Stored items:
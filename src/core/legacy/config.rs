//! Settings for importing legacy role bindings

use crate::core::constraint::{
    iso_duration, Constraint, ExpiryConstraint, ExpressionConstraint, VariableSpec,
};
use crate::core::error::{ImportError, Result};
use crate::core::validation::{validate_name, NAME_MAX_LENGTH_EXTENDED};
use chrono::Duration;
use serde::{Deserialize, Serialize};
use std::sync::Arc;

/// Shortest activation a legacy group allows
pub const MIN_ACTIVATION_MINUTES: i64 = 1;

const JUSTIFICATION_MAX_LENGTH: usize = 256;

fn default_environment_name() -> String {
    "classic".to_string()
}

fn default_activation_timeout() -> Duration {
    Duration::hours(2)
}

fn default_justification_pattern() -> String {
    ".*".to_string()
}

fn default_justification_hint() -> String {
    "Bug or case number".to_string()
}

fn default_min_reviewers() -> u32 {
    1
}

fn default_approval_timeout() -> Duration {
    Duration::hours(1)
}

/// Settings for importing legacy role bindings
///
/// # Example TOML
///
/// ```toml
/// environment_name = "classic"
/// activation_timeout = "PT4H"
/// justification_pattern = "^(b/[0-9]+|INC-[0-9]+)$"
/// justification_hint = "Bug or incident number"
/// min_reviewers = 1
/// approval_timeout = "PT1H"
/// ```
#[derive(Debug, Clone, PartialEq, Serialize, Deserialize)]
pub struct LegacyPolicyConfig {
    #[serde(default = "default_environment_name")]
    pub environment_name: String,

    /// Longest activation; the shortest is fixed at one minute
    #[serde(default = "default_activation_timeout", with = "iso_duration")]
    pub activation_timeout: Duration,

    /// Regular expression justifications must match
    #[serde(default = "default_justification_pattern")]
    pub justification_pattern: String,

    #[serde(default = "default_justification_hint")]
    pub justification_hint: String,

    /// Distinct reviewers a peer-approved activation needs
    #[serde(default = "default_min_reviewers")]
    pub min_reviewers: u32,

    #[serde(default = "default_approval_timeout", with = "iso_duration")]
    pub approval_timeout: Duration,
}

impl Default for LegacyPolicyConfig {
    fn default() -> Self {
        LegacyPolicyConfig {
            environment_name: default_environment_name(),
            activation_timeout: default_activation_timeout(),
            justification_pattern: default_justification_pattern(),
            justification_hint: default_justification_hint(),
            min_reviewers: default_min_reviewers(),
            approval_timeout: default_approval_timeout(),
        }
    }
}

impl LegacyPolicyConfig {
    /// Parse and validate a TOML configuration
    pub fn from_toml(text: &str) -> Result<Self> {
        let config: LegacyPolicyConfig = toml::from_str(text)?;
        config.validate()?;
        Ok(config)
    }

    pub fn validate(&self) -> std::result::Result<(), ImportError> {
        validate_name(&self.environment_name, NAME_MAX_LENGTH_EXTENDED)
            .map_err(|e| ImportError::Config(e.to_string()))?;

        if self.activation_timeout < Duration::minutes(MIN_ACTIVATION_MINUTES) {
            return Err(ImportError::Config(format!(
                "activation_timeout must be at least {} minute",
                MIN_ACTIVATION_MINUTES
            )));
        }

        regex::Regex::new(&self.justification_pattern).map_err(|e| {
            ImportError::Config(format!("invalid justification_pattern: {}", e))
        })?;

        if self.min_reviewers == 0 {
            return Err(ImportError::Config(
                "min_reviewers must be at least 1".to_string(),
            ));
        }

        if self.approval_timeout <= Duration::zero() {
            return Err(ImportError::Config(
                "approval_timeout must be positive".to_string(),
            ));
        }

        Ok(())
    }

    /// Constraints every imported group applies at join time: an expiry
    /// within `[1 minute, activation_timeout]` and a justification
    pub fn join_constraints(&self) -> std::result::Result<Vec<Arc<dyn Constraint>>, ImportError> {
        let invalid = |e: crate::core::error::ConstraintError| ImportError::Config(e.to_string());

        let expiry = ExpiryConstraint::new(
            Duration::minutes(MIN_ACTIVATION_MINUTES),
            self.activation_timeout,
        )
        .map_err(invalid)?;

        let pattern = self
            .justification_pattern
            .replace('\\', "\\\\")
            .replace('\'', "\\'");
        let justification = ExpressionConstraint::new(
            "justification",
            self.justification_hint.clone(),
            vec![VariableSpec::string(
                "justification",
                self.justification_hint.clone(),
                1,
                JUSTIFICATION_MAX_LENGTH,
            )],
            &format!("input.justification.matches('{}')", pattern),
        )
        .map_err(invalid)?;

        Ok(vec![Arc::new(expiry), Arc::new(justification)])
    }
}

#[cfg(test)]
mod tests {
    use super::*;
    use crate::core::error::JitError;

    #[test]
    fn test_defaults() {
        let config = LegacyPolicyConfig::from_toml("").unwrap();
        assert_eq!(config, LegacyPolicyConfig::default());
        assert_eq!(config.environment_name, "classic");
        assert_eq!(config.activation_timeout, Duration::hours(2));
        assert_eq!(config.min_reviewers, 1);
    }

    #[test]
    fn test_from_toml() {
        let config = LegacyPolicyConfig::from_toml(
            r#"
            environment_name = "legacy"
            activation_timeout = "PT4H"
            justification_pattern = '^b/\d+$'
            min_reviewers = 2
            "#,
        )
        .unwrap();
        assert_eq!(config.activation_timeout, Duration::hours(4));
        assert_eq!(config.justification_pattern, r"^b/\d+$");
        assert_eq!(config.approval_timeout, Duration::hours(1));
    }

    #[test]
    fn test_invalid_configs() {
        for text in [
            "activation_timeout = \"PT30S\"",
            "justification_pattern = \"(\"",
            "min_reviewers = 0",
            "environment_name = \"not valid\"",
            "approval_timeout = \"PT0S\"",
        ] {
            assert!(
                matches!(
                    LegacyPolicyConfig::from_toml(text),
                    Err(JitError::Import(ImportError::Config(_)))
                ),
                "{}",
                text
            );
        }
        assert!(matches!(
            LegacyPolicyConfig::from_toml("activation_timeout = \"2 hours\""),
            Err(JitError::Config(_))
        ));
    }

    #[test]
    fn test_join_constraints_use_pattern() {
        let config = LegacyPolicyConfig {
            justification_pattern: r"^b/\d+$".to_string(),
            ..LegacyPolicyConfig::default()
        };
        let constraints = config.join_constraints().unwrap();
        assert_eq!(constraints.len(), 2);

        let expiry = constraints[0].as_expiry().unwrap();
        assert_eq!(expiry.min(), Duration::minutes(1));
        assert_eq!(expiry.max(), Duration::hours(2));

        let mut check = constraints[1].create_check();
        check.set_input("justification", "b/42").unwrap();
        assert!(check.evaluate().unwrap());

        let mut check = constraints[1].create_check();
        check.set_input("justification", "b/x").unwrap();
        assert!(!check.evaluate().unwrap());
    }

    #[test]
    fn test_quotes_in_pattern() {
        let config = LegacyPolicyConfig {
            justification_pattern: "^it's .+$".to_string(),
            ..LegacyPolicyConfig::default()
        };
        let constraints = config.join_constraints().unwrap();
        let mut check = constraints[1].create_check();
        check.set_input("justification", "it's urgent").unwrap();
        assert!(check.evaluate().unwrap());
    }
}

==

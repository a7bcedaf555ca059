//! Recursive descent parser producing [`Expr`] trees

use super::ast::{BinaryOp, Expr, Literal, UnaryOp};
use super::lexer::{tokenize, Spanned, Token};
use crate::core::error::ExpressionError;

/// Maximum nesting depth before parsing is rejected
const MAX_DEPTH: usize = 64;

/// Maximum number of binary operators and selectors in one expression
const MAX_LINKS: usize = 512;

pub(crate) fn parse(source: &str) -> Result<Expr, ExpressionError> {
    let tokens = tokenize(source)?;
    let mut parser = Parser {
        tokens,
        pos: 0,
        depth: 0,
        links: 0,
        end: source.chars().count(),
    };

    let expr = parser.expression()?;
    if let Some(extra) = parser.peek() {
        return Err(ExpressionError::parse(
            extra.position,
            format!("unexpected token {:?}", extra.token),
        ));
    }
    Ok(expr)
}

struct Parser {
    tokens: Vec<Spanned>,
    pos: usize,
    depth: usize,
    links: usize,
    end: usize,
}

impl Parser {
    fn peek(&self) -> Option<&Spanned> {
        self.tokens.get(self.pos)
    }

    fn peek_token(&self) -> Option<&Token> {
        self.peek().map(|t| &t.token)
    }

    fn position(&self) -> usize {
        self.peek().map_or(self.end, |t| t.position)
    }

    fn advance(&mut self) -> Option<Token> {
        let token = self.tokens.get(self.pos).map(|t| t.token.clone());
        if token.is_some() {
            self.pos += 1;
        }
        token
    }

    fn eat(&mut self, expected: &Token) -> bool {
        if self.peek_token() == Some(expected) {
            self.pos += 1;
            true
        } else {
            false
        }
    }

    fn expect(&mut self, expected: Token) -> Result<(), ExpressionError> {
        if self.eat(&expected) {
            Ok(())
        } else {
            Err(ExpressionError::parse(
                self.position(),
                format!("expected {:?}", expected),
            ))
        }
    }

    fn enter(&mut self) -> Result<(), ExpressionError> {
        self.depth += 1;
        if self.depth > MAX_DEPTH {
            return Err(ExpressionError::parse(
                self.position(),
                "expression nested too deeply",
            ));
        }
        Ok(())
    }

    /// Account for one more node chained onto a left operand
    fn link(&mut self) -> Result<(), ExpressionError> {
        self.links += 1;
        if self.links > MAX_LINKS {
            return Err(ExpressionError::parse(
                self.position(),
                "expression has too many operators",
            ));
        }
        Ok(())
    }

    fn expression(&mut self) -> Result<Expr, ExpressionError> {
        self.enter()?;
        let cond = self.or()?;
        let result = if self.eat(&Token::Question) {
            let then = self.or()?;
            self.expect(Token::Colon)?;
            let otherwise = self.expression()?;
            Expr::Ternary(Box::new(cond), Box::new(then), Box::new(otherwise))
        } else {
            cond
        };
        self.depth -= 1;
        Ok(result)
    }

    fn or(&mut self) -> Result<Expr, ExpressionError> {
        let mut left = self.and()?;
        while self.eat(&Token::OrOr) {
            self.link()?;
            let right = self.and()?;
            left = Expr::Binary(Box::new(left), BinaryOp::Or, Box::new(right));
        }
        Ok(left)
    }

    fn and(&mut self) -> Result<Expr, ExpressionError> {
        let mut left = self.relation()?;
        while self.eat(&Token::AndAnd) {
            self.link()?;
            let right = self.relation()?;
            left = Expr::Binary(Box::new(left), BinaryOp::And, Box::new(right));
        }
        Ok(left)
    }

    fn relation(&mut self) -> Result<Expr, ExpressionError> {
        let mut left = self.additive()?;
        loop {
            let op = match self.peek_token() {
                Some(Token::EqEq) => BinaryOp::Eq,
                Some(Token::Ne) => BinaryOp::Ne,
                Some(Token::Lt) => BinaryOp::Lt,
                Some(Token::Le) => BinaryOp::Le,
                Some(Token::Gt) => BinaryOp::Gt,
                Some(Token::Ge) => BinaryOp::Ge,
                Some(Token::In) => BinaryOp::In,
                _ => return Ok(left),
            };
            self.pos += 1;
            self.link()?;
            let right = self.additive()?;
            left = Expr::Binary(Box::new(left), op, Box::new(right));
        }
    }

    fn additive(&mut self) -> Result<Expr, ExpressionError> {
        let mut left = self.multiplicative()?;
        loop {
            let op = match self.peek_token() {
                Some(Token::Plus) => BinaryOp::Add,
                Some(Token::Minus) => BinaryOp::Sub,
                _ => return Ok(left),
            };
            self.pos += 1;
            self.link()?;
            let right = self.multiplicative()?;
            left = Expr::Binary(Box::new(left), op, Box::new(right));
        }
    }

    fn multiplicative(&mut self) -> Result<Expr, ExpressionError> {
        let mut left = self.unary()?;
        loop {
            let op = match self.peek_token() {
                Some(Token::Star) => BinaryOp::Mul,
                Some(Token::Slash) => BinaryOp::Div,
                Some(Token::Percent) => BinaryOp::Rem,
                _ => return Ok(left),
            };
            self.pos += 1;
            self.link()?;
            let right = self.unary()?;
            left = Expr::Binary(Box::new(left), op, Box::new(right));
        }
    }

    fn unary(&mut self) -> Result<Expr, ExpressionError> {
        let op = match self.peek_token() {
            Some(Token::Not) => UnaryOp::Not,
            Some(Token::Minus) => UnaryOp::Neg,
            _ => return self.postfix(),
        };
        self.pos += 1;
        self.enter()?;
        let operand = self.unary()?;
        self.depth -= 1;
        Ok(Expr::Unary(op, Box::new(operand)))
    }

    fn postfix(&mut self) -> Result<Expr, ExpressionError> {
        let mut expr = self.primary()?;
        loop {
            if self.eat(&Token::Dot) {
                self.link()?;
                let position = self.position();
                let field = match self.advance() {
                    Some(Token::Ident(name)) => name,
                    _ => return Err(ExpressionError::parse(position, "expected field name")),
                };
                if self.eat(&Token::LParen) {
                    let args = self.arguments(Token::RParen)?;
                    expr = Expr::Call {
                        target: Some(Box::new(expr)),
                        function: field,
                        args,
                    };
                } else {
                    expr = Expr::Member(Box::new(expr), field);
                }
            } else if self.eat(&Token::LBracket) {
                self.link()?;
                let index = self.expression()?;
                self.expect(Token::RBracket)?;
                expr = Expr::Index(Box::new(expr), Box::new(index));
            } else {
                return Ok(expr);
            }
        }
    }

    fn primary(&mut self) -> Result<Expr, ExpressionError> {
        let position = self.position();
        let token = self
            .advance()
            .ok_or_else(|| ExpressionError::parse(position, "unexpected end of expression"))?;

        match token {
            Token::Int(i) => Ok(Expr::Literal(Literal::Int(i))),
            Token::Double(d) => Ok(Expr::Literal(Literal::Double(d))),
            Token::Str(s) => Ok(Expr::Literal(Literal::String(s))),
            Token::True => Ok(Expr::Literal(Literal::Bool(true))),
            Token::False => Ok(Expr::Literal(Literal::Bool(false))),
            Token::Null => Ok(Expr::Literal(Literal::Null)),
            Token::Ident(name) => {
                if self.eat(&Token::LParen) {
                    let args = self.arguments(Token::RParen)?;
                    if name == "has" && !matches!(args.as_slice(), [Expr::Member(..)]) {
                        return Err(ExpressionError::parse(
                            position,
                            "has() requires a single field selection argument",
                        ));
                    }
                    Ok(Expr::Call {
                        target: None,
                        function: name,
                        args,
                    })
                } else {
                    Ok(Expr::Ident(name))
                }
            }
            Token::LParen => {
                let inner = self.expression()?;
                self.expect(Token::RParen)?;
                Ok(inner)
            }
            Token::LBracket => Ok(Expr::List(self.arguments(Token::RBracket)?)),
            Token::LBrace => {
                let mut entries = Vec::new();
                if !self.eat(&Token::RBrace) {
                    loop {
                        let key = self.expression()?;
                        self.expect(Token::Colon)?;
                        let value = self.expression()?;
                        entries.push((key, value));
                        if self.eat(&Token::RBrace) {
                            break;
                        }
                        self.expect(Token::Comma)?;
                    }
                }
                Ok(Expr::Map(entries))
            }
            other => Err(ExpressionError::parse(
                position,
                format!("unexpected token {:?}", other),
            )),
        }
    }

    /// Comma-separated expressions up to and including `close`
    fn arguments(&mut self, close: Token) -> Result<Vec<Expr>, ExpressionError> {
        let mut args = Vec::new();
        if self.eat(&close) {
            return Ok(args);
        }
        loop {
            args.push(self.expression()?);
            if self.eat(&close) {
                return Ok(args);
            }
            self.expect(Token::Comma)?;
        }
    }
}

DIRECTIONS FOR THIS TASK:
Reproduce, word for word and in full, only the lines above that start at the line with "fn unary(&mut self)" and run through the line with "let operand = self.unary()?;", both ends included.

EXERCISE SOLUTION:
    fn unary(&mut self) -> Result<Expr, ExpressionError> {
        let op = match self.peek_token() {
            Some(Token::Not) => UnaryOp::Not,
            Some(Token::Minus) => UnaryOp::Neg,
            _ => return self.postfix(),
        };
        self.pos += 1;
        self.enter()?;
        let operand = self.unary()?;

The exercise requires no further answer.